Data entries
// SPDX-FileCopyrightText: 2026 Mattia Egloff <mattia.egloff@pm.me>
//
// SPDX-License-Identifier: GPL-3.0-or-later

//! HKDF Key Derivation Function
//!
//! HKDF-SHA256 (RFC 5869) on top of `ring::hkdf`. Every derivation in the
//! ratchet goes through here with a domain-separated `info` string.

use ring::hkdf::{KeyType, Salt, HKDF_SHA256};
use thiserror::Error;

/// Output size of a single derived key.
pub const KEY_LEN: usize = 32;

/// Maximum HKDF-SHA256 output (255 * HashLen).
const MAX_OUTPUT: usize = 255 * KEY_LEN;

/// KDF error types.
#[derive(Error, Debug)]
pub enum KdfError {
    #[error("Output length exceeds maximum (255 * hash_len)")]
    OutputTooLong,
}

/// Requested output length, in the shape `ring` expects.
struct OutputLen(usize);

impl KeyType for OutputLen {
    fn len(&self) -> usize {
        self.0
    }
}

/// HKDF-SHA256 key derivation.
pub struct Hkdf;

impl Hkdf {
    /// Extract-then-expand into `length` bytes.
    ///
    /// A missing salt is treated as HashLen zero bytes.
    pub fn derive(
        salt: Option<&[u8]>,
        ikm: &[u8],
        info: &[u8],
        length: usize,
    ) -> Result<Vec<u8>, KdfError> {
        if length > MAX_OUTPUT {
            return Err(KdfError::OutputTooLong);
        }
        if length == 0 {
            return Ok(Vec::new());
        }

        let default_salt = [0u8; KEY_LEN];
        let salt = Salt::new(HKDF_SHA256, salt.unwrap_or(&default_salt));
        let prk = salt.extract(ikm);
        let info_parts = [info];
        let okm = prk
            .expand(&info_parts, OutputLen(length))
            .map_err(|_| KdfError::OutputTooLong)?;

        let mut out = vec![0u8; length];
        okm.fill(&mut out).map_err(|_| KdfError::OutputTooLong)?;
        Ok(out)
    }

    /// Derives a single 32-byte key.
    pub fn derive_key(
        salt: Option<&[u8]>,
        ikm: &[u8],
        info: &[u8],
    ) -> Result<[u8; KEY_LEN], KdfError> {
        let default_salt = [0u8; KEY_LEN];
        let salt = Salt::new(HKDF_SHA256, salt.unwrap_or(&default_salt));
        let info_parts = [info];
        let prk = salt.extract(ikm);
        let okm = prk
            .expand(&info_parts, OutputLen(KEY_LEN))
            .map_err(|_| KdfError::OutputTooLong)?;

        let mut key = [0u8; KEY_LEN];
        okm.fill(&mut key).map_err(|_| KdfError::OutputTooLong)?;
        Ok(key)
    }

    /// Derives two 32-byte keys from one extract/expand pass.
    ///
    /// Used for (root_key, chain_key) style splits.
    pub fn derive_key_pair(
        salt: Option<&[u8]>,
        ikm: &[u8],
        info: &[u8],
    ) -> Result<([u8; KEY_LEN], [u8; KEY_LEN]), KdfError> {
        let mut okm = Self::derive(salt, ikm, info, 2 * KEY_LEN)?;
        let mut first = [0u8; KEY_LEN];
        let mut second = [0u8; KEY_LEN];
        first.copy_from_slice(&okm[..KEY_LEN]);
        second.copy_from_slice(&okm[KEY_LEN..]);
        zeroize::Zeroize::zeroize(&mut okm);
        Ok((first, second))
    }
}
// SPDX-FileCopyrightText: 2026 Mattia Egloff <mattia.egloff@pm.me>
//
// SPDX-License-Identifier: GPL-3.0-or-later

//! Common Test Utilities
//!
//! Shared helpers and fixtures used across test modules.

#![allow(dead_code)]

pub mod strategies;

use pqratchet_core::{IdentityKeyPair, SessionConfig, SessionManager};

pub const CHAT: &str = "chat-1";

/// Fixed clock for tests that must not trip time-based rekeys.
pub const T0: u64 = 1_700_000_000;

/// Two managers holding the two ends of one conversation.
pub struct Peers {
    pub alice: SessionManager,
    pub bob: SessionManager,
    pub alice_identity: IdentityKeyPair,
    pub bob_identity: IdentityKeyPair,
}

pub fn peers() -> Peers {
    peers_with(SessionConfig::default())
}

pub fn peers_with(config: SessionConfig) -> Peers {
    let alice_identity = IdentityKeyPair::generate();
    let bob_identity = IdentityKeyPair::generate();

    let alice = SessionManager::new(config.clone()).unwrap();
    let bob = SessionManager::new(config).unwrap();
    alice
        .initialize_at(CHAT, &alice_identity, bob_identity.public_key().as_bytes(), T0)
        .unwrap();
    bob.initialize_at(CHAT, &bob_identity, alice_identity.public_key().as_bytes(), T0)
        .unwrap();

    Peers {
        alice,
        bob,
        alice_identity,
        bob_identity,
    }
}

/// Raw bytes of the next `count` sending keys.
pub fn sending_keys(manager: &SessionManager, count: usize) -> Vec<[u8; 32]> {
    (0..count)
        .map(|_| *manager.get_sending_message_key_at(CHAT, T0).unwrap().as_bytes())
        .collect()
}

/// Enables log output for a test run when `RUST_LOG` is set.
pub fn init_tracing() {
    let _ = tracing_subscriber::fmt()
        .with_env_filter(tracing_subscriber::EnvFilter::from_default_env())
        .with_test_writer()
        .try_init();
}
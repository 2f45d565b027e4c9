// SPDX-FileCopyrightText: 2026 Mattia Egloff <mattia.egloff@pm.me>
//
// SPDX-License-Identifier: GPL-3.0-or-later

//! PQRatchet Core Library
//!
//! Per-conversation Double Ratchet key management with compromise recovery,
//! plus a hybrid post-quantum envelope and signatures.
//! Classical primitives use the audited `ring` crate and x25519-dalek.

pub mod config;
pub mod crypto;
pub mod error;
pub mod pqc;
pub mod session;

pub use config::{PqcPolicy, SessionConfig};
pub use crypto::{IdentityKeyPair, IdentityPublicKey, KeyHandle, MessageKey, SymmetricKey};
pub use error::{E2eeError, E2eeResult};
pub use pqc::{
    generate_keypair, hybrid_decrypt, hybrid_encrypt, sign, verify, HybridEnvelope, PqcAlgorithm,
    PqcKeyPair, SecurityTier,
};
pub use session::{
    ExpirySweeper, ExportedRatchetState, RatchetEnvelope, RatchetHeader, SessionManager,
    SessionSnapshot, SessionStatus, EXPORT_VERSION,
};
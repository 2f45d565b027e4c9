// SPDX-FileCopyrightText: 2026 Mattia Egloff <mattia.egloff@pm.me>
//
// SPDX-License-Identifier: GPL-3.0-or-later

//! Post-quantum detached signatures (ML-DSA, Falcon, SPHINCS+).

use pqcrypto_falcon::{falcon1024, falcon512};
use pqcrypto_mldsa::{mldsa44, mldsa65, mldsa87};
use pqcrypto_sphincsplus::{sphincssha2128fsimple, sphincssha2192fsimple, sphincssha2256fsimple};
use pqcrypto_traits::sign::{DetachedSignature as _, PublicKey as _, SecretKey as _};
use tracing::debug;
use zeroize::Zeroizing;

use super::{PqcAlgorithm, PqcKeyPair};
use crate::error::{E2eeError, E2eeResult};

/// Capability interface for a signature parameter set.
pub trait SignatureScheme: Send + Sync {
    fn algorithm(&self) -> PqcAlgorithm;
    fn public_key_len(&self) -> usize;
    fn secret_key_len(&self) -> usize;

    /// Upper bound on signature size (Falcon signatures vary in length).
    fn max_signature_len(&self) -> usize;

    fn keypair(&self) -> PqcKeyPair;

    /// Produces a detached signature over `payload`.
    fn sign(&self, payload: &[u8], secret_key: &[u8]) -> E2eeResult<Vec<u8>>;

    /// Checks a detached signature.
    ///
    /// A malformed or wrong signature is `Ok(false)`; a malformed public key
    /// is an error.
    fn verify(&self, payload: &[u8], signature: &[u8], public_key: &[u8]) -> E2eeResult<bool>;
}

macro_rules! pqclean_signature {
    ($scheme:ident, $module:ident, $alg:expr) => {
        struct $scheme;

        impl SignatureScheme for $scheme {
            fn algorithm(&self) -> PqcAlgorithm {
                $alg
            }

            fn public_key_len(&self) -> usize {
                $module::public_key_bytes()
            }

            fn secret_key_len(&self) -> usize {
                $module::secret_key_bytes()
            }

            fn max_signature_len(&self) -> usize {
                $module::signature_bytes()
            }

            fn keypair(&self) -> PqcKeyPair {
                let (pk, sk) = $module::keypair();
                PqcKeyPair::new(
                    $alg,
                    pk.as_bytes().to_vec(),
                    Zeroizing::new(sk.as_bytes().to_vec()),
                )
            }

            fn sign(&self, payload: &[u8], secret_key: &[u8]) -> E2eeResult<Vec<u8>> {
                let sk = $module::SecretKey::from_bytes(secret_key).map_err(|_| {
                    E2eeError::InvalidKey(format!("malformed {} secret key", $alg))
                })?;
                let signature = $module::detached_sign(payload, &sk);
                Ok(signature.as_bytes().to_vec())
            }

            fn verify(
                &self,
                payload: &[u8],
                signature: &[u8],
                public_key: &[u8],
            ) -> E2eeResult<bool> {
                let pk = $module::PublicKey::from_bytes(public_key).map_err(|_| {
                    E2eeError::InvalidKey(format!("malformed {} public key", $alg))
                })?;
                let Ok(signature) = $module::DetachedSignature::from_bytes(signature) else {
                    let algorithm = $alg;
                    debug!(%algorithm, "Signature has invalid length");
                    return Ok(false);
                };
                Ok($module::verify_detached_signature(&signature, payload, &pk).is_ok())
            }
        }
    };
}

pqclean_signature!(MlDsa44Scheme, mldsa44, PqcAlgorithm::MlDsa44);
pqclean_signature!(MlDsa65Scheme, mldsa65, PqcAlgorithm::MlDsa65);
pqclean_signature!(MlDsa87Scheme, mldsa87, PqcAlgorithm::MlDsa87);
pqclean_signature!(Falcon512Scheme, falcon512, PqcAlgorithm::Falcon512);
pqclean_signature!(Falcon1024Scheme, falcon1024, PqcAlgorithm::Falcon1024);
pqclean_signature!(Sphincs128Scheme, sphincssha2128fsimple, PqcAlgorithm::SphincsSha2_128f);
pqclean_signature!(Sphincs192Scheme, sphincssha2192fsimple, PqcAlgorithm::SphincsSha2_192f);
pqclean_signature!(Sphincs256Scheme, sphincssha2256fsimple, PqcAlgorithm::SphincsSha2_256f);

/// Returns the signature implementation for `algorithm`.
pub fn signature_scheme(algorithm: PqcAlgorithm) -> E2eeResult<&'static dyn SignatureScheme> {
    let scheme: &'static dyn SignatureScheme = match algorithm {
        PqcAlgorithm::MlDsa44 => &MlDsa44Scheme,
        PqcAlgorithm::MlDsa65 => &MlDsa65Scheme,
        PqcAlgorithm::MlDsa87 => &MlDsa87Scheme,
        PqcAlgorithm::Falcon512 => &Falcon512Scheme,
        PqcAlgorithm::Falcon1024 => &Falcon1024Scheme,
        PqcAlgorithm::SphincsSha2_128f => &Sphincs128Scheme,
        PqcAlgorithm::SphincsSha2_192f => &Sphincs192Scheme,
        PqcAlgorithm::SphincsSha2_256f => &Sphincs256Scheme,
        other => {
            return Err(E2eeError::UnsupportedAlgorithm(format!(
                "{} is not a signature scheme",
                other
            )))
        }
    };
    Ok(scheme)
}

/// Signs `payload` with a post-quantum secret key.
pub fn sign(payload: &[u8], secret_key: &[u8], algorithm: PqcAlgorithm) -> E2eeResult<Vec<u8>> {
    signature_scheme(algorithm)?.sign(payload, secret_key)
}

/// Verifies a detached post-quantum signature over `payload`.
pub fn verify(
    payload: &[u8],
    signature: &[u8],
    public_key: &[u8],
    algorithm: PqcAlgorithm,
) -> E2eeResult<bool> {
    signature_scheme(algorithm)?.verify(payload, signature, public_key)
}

_Task details_:
The line containing "pub const KEY_LEN: usize = 32;" marks the end. Please print exactly every line from the top of the data to it, both included, and nothing more.

_Exercise response_:
// SPDX-FileCopyrightText: 2026 Mattia Egloff <mattia.egloff@pm.me>
//
// SPDX-License-Identifier: GPL-3.0-or-later

//! HKDF Key Derivation Function
//!
//! HKDF-SHA256 (RFC 5869) on top of `ring::hkdf`. Every derivation in the
//! ratchet goes through here with a domain-separated `info` string.

use ring::hkdf::{KeyType, Salt, HKDF_SHA256};
use thiserror::Error;

/// Output size of a single derived key.
pub const KEY_LEN: usize = 32;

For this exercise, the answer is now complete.